24 Nisan 2024 06:00

Seçim dönemi milliyetçilikle ayrıştırma

Bu düzende birilerinin özgür olabilmesi için birilerinin köle olması gerekiyor.

Fotoğraf: DHA

Paylaş

Can
Çukurova Üniversitesi

 

Yerel seçimlerin öncesinde muhalefet güçleri açısından umutsuz gözüken bir tablo vardı ve çevremdeki herkes CHP’nin lokomotifi olduğu muhalefet bloğunun ağır bir parçalanmayla karşılaşacağını düşünüyordu. Biz zaten düzen siyasetinden bir umut veya umutsuzluk yaşanmaması gerektiğini biliyorduk, ancak gündelik siyaseti de eskisi kadar takip etmemeye başladık. Belki bu bir umutsuzluk ve bıkkınlık göstergesi olabilir. Ben seçimlerin sermaye gruplarının dar çıkarına göre ciddi biçimde manipüle edilen şeyler olduğunu düşünüyorum. Tabii ki ilk anda CHP’nin kazanmasına değil belki ama AKP’nin kaybetmesine yoğun bir şekilde sevindim. Fakat sonradan oturup kendimce düşündüğümde çok da bir şeyin değişmediğini ve buradan bir umut çıkmayacağını biliyorum. AKP iktidarı insanların özellikle ekonomik problemlerini seçim zamanlarında bir sadaka zinciriyle sömürmeye ve oy devşirmeye çalışıyor. Aklıma gelen basit bir örnekle düşüncemi söyleyeyim: Ben yurtta kalan bir öğrenciyim, AKP yurdumuzun girişinde Ramazan sürecinde açık açık seçim arabaları kullanarak kebaplı iftarlar düzenledi.
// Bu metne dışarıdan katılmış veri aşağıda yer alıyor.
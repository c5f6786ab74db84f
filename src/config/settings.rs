use crate::domain::difficulty::DifficultyScale;
use crate::utils::error::{ReprovaError, Result};
use crate::utils::validation::{validate_one_of, validate_positive_number, Validate};
use regex::Regex;
use serde::{Deserialize, Serialize};
use std::path::Path;

pub const ENV_DIFFICULTY_GROUPS_ENABLED: &str = "REPROVA_DIFFICULTY_GROUPS_ENABLED";
pub const ENV_DIFFICULTY_GROUPS: &str = "REPROVA_DIFFICULTY_GROUPS";
pub const ENV_DEFAULT_QUESTIONS_COUNT: &str = "REPROVA_DEFAULT_QUESTIONS_COUNT";

/// Settings consumed by questionnaire generation.
#[derive(Debug, Clone, PartialEq, Eq, Serialize, Deserialize)]
#[serde(default)]
pub struct GenerationSettings {
    /// Sample per difficulty bucket instead of in plain store order
    pub difficulty_groups_enabled: bool,
    /// Number of difficulty buckets (3 or 5)
    pub difficulty_groups: usize,
    /// Questions per questionnaire when the generator asks for no count
    pub default_questions_count: usize,
}

impl Default for GenerationSettings {
    fn default() -> Self {
        Self {
            difficulty_groups_enabled: false,
            difficulty_groups: 3,
            default_questions_count: 5,
        }
    }
}

#[derive(Debug, Default, Deserialize)]
struct SettingsFile {
    #[serde(default)]
    generation: GenerationSettings,
}

impl GenerationSettings {
    /// 從環境變數載入設定，無法解析的值使用預設值
    pub fn from_env() -> Self {
        Self::from_lookup(|key| std::env::var(key).ok())
    }

    pub fn from_lookup<F>(lookup: F) -> Self
    where
        F: Fn(&str) -> Option<String>,
    {
        let default = Self::default();
        Self {
            difficulty_groups_enabled: lookup(ENV_DIFFICULTY_GROUPS_ENABLED)
                .and_then(|v| parse_flag(&v))
                .unwrap_or(default.difficulty_groups_enabled),
            difficulty_groups: lookup(ENV_DIFFICULTY_GROUPS)
                .and_then(|v| v.trim().parse().ok())
                .unwrap_or(default.difficulty_groups),
            default_questions_count: lookup(ENV_DEFAULT_QUESTIONS_COUNT)
                .and_then(|v| v.trim().parse().ok())
                .unwrap_or(default.default_questions_count),
        }
    }

    /// 從 TOML 檔案載入設定
    pub fn from_file<P: AsRef<Path>>(path: P) -> Result<Self> {
        let content = std::fs::read_to_string(&path).map_err(ReprovaError::IoError)?;
        Self::from_toml_str(&content)
    }

    /// 從 TOML 字串解析 `[generation]` 表
    pub fn from_toml_str(content: &str) -> Result<Self> {
        let processed_content = substitute_env_vars(content, |key| std::env::var(key).ok())?;

        let file: SettingsFile =
            toml::from_str(&processed_content).map_err(|e| ReprovaError::ConfigError {
                message: format!("TOML parsing error: {}", e),
            })?;

        Ok(file.generation)
    }

    pub fn scale(&self) -> Result<DifficultyScale> {
        DifficultyScale::from_groups(self.difficulty_groups)
    }
}

impl Validate for GenerationSettings {
    fn validate(&self) -> Result<()> {
        validate_one_of("difficulty_groups", self.difficulty_groups, &[3, 5])?;
        validate_positive_number("default_questions_count", self.default_questions_count, 1)?;
        Ok(())
    }
}

/// 替換環境變數 (例如 ${REPROVA_GROUPS})，找不到的變數保持原樣
fn substitute_env_vars<F>(content: &str, lookup: F) -> Result<String>
where
    F: Fn(&str) -> Option<String>,
{
    let re = Regex::new(r"\$\{([^}]+)\}").map_err(|e| ReprovaError::ConfigError {
        message: format!("invalid substitution pattern: {}", e),
    })?;

    let result = re.replace_all(content, |caps: &regex::Captures| {
        let var_name = &caps[1];
        lookup(var_name).unwrap_or_else(|| format!("${{{}}}", var_name))
    });

    Ok(result.to_string())
}

fn parse_flag(value: &str) -> Option<bool> {
    match value.trim().to_ascii_lowercase().as_str() {
        "true" | "1" | "yes" | "on" => Some(true),
        "false" | "0" | "no" | "off" => Some(false),
        _ => None,
    }
}

#[cfg(test)]
mod tests {
    use super::*;
    use std::collections::HashMap;
    use std::io::Write;
    use tempfile::NamedTempFile;

    fn lookup_from(pairs: &[(&str, &str)]) -> impl Fn(&str) -> Option<String> {
        let vars: HashMap<String, String> = pairs
            .iter()
            .map(|(k, v)| (k.to_string(), v.to_string()))
            .collect();
        move |key| vars.get(key).cloned()
    }

    #[test]
    fn test_defaults_without_environment() {
        let settings = GenerationSettings::from_lookup(|_| None);
        assert_eq!(settings, GenerationSettings::default());
        assert!(!settings.difficulty_groups_enabled);
        assert_eq!(settings.difficulty_groups, 3);
        assert_eq!(settings.default_questions_count, 5);
    }

    #[test]
    fn test_from_lookup_reads_every_variable() {
        let settings = GenerationSettings::from_lookup(lookup_from(&[
            (ENV_DIFFICULTY_GROUPS_ENABLED, "true"),
            (ENV_DIFFICULTY_GROUPS, "5"),
            (ENV_DEFAULT_QUESTIONS_COUNT, "10"),
        ]));

        assert!(settings.difficulty_groups_enabled);
        assert_eq!(settings.difficulty_groups, 5);
        assert_eq!(settings.default_questions_count, 10);
        assert_eq!(settings.scale().unwrap(), DifficultyScale::Five);
    }

    #[test]
    fn test_unparsable_values_fall_back() {
        let settings = GenerationSettings::from_lookup(lookup_from(&[
            (ENV_DIFFICULTY_GROUPS_ENABLED, "maybe"),
            (ENV_DIFFICULTY_GROUPS, "three"),
        ]));

        assert_eq!(settings, GenerationSettings::default());
    }

    #[test]
    fn test_parse_toml_settings() {
        let settings = GenerationSettings::from_toml_str(
            r#"
[generation]
difficulty_groups_enabled = true
difficulty_groups = 5
"#,
        )
        .unwrap();

        assert!(settings.difficulty_groups_enabled);
        assert_eq!(settings.difficulty_groups, 5);
        assert_eq!(settings.default_questions_count, 5);
    }

    #[test]
    fn test_missing_generation_table_uses_defaults() {
        let settings = GenerationSettings::from_toml_str("").unwrap();
        assert_eq!(settings, GenerationSettings::default());
    }

    #[test]
    fn test_invalid_toml_is_config_error() {
        let result = GenerationSettings::from_toml_str("[generation\ndifficulty_groups = 3");
        assert!(matches!(result, Err(ReprovaError::ConfigError { .. })));
    }

    #[test]
    fn test_env_var_substitution() {
        let content = "[generation]\ndifficulty_groups = ${GROUPS}\nlabel = \"${UNKNOWN}\"";
        let processed = substitute_env_vars(content, lookup_from(&[("GROUPS", "5")])).unwrap();

        assert!(processed.contains("difficulty_groups = 5"));
        assert!(processed.contains("${UNKNOWN}"));
    }

    #[test]
    fn test_validation() {
        let mut settings = GenerationSettings::default();
        assert!(settings.validate().is_ok());

        settings.difficulty_groups = 4;
        assert!(settings.validate().is_err());

        settings.difficulty_groups = 5;
        settings.default_questions_count = 0;
        assert!(settings.validate().is_err());
    }

    #[test]
    fn test_settings_from_file() {
        let mut temp_file = NamedTempFile::new().unwrap();
        temp_file
            .write_all(b"[generation]\ndefault_questions_count = 8\n")
            .unwrap();

        let settings = GenerationSettings::from_file(temp_file.path()).unwrap();
        assert_eq!(settings.default_questions_count, 8);
    }
}
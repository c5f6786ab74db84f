use crate::domain::difficulty::DifficultyScale;
use crate::domain::ports::{QuestionQuery, QuestionsDao};
use crate::domain::question::Question;
use crate::utils::error::Result;

/// Vec-backed question store. Ids are assigned sequentially on `add`.
#[derive(Debug, Clone, Default)]
pub struct InMemoryQuestionsDao {
    questions: Vec<Question>,
    next_id: u64,
}

impl InMemoryQuestionsDao {
    pub fn new() -> Self {
        Self::default()
    }

    /// A store holding `per_bucket` public questions for every label of
    /// `scale`, each taking `estimated_time`.
    pub fn seeded(scale: DifficultyScale, per_bucket: usize, estimated_time: u32) -> Result<Self> {
        let mut dao = Self::new();

        for label in scale.labels() {
            for n in 1..=per_bucket {
                let question = Question::builder()
                    .theme(format!("{} theme", label))
                    .description(format!("{} question {}", label, n))
                    .difficulty(*label)
                    .estimated_time(estimated_time)
                    .build()?;
                dao.add(question)?;
            }
        }

        Ok(dao)
    }

    pub fn len(&self) -> usize {
        self.questions.len()
    }

    pub fn is_empty(&self) -> bool {
        self.questions.is_empty()
    }

    fn next_free_id(&mut self) -> String {
        loop {
            self.next_id += 1;
            let candidate = self.next_id.to_string();
            if !self.questions.iter().any(|q| q.id() == Some(candidate.as_str())) {
                return candidate;
            }
        }
    }
}

impl QuestionsDao for InMemoryQuestionsDao {
    fn get(&self, id: &str) -> Result<Option<Question>> {
        Ok(self.questions.iter().find(|q| q.id() == Some(id)).cloned())
    }

    fn list(&self, query: &QuestionQuery) -> Result<Vec<Question>> {
        let matching = self.questions.iter().filter(|q| query.matches(q)).cloned();

        Ok(match query.limit {
            Some(limit) => matching.take(limit).collect(),
            None => matching.collect(),
        })
    }

    /// Adding a question whose id is already stored replaces it in place.
    fn add(&mut self, question: Question) -> Result<String> {
        let question = match question.id() {
            Some(_) => question,
            None => {
                let id = self.next_free_id();
                question.with_id(id)
            }
        };
        let id = question.id().unwrap_or_default().to_string();

        match self.questions.iter_mut().find(|q| q.id() == Some(id.as_str())) {
            Some(existing) => {
                tracing::debug!("Replacing question {}", id);
                *existing = question;
            }
            None => self.questions.push(question),
        }

        Ok(id)
    }

    fn remove(&mut self, id: &str) -> Result<bool> {
        let before = self.questions.len();
        self.questions.retain(|q| q.id() != Some(id));
        Ok(self.questions.len() < before)
    }
}
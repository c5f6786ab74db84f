use crate::domain::question::Question;
use crate::utils::error::Result;

/// Filters for listing questions. An empty query lists every public question.
#[derive(Debug, Clone, Default, PartialEq, Eq)]
pub struct QuestionQuery {
    pub theme: Option<String>,
    pub difficulty: Option<String>,
    pub include_private: bool,
    pub limit: Option<usize>,
}

impl QuestionQuery {
    pub fn new() -> Self {
        Self::default()
    }

    pub fn theme(mut self, theme: impl Into<String>) -> Self {
        self.theme = Some(theme.into());
        self
    }

    pub fn difficulty(mut self, difficulty: impl Into<String>) -> Self {
        self.difficulty = Some(difficulty.into());
        self
    }

    pub fn include_private(mut self, include_private: bool) -> Self {
        self.include_private = include_private;
        self
    }

    pub fn limit(mut self, limit: usize) -> Self {
        self.limit = Some(limit);
        self
    }

    /// Whether `question` passes every filter except `limit`.
    pub fn matches(&self, question: &Question) -> bool {
        if question.is_private() && !self.include_private {
            return false;
        }
        if let Some(theme) = &self.theme {
            if question.theme() != theme {
                return false;
            }
        }
        if let Some(difficulty) = &self.difficulty {
            if question.difficulty() != Some(difficulty.as_str()) {
                return false;
            }
        }
        true
    }
}

/// Access to the question store. Listing returns questions in store order.
pub trait QuestionsDao {
    fn get(&self, id: &str) -> Result<Option<Question>>;
    fn list(&self, query: &QuestionQuery) -> Result<Vec<Question>>;
    /// Stores `question` and returns its id, assigning one when absent.
    fn add(&mut self, question: Question) -> Result<String>;
    fn remove(&mut self, id: &str) -> Result<bool>;
}
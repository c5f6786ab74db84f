// Adapters layer: concrete question stores.

pub mod memory;
pub mod toml_bank;

pub use memory::InMemoryQuestionsDao;
pub use toml_bank::{load_bank_file, load_bank_str};
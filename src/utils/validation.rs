use crate::utils::error::{ReprovaError, Result};

pub trait Validate {
    fn validate(&self) -> Result<()>;
}

pub fn validate_path(field_name: &str, path: &str) -> Result<()> {
    if path.is_empty() {
        return Err(ReprovaError::InvalidConfigValueError {
            field: field_name.to_string(),
            value: path.to_string(),
            reason: "Path cannot be empty".to_string(),
        });
    }

    if path.contains('\0') {
        return Err(ReprovaError::InvalidConfigValueError {
            field: field_name.to_string(),
            value: path.to_string(),
            reason: "Path contains null bytes".to_string(),
        });
    }

    Ok(())
}

pub fn validate_file_extension(field_name: &str, file: &str, allowed_extensions: &[&str]) -> Result<()> {
    match std::path::Path::new(file)
        .extension()
        .and_then(|ext| ext.to_str())
    {
        Some(extension) if allowed_extensions.contains(&extension) => Ok(()),
        Some(extension) => Err(ReprovaError::InvalidConfigValueError {
            field: field_name.to_string(),
            value: file.to_string(),
            reason: format!(
                "Unsupported file extension: {}. Allowed extensions: {}",
                extension,
                allowed_extensions.join(", ")
            ),
        }),
        None => Err(ReprovaError::InvalidConfigValueError {
            field: field_name.to_string(),
            value: file.to_string(),
            reason: "File has no extension or invalid filename".to_string(),
        }),
    }
}

pub fn validate_positive_number(field_name: &str, value: usize, min_value: usize) -> Result<()> {
    if value < min_value {
        return Err(ReprovaError::InvalidConfigValueError {
            field: field_name.to_string(),
            value: value.to_string(),
            reason: format!("Value must be at least {}", min_value),
        });
    }
    Ok(())
}

pub fn validate_one_of(field_name: &str, value: usize, allowed: &[usize]) -> Result<()> {
    if !allowed.contains(&value) {
        let allowed: Vec<String> = allowed.iter().map(|v| v.to_string()).collect();
        return Err(ReprovaError::InvalidConfigValueError {
            field: field_name.to_string(),
            value: value.to_string(),
            reason: format!("Value must be one of {}", allowed.join(", ")),
        });
    }
    Ok(())
}

/// Rejects empty or whitespace-only text. Used for question fields, so the
/// failure is an invalid argument rather than a configuration error.
pub fn validate_non_empty_string(field_name: &str, value: &str) -> Result<()> {
    if value.trim().is_empty() {
        return Err(ReprovaError::invalid_argument(format!(
            "{} cannot be empty or whitespace-only",
            field_name
        )));
    }
    Ok(())
}

pub fn validate_range<T: PartialOrd + std::fmt::Display + Copy>(
    field_name: &str,
    value: T,
    min: T,
    max: T,
) -> Result<()> {
    let in_range = value >= min && value <= max;
    if !in_range {
        return Err(ReprovaError::invalid_argument(format!(
            "{} = {} must be between {} and {}",
            field_name, value, min, max
        )));
    }
    Ok(())
}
Kendi adaylarını o iftarlarda öğrencilere göstermek amacıyla yaptı bunları ve bizim oyumuzu bu şekilde satın almaya çalıştı. Öğrencilerin büyük bir kısmı o sofralara oturmadılar ancak daha apolitik arkadaşlar üzerinde bu şekilde bir etki yakaladıklarını söyleyebilirim. Seçime dair diğer yön milliyetçilik meselesi. Milliyetçiliğin yükseltilmesi seçim öncesine de dayanan çok katmanlı bir süreç.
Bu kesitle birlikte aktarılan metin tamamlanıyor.